Transforming Growth Factor-β1 C (+869) T Codon 10 Gene Polymorphism Significantly Associated with Rates of SARS-CoV-2 in Kidney Transplant Recipients in Kuwait.

Abstract

COVID-19, which began in Wuhan, China, in December 2019, has caused a large global pandemic and poses a serious threat to public health. As of March 20, 2023, over 13 billion COVID-19 vaccine doses had been administered worldwide, with the United States accounting for almost 672 million of total administered vaccine doses. Some COVID-19 patients experience sudden and rapid deterioration with onset of fatal cytokine storm syndrome, which increased interest in the mechanisms, diagnosis, and therapy of cytokine storm syndrome. Although the prototypic concept of cytokine storm syndrome was first proposed 116 years ago, we have only begun to study and understand it over the past 30 years. Clinical data suggest that Th1, Th2, and Th3 and macrophage origin cytokines have effects on cytokine storm syndrome. We aimed to study the effects of cytokine gene polymorphisms in cytokine storm syndrome mechanisms and progression of COVID-19 among kidney transplant recipients.
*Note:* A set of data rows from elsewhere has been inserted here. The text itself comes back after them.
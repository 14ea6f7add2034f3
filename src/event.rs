use std::collections::BTreeMap;

use serde::{Deserialize, Deserializer};

/// One record as delivered by the streaming source. Only `value` is
/// processed; the rest is envelope metadata used for logging.
///
/// Null fields (tombstones carry a null `value`) read as their default so a
/// single odd record cannot reject the whole batch.
#[derive(Debug, Deserialize, Clone, Default)]
#[serde(rename_all = "camelCase", default)]
pub struct KafkaRecord {
    #[serde(deserialize_with = "null_as_default")]
    pub topic: String,
    #[serde(deserialize_with = "null_as_default")]
    pub partition: i64,
    #[serde(deserialize_with = "null_as_default")]
    pub offset: i64,
    #[serde(deserialize_with = "null_as_default")]
    pub timestamp: i64,
    #[serde(deserialize_with = "null_as_default")]
    pub timestamp_type: String,
    pub key: Option<String>,
    #[serde(deserialize_with = "null_as_default")]
    pub value: String,
}

fn null_as_default<'de, D, T>(deserializer: D) -> Result<T, D::Error>
where
    D: Deserializer<'de>,
    T: Deserialize<'de> + Default,
{
    Ok(Option::<T>::deserialize(deserializer)?.unwrap_or_default())
}

/// A batch of records grouped by partition key (`<topic>-<partition>`).
#[derive(Debug, Deserialize, Clone, Default)]
#[serde(rename_all = "camelCase", default)]
pub struct KafkaEvent {
    pub event_source: Option<String>,
    pub event_source_arn: Option<String>,
    pub bootstrap_servers: Option<String>,
    #[serde(deserialize_with = "null_as_default")]
    pub records: BTreeMap<String, Vec<KafkaRecord>>,
}

impl KafkaEvent {
    pub fn record_count(&self) -> usize {
        self.records.values().map(Vec::len).sum()
    }
}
We screened 309 patients who had undergone kidney transplant at the Hamad Al Essa organ transplant center. From February 2020 through February 2022, 64 patients (20.7%) developed COVID-19 infection. Patient blood samples were screened for the key Th1, Th2, Th3, and macrophage cytokines gene polymorphisms. We observed that only transforming growth factor-β C (+869) T codon 10, but not interferon-γ T (+874) A, interleukin 6 G (-174) C, and interleukin 4C (-490) T, was significantly associated with progression of COVID-19 and cytokine storm syndrome mechanisms (P < 0.001). Our finding can be a profoundly important factor in the initiation of cytokine storm syndrome and progress of COVID-19.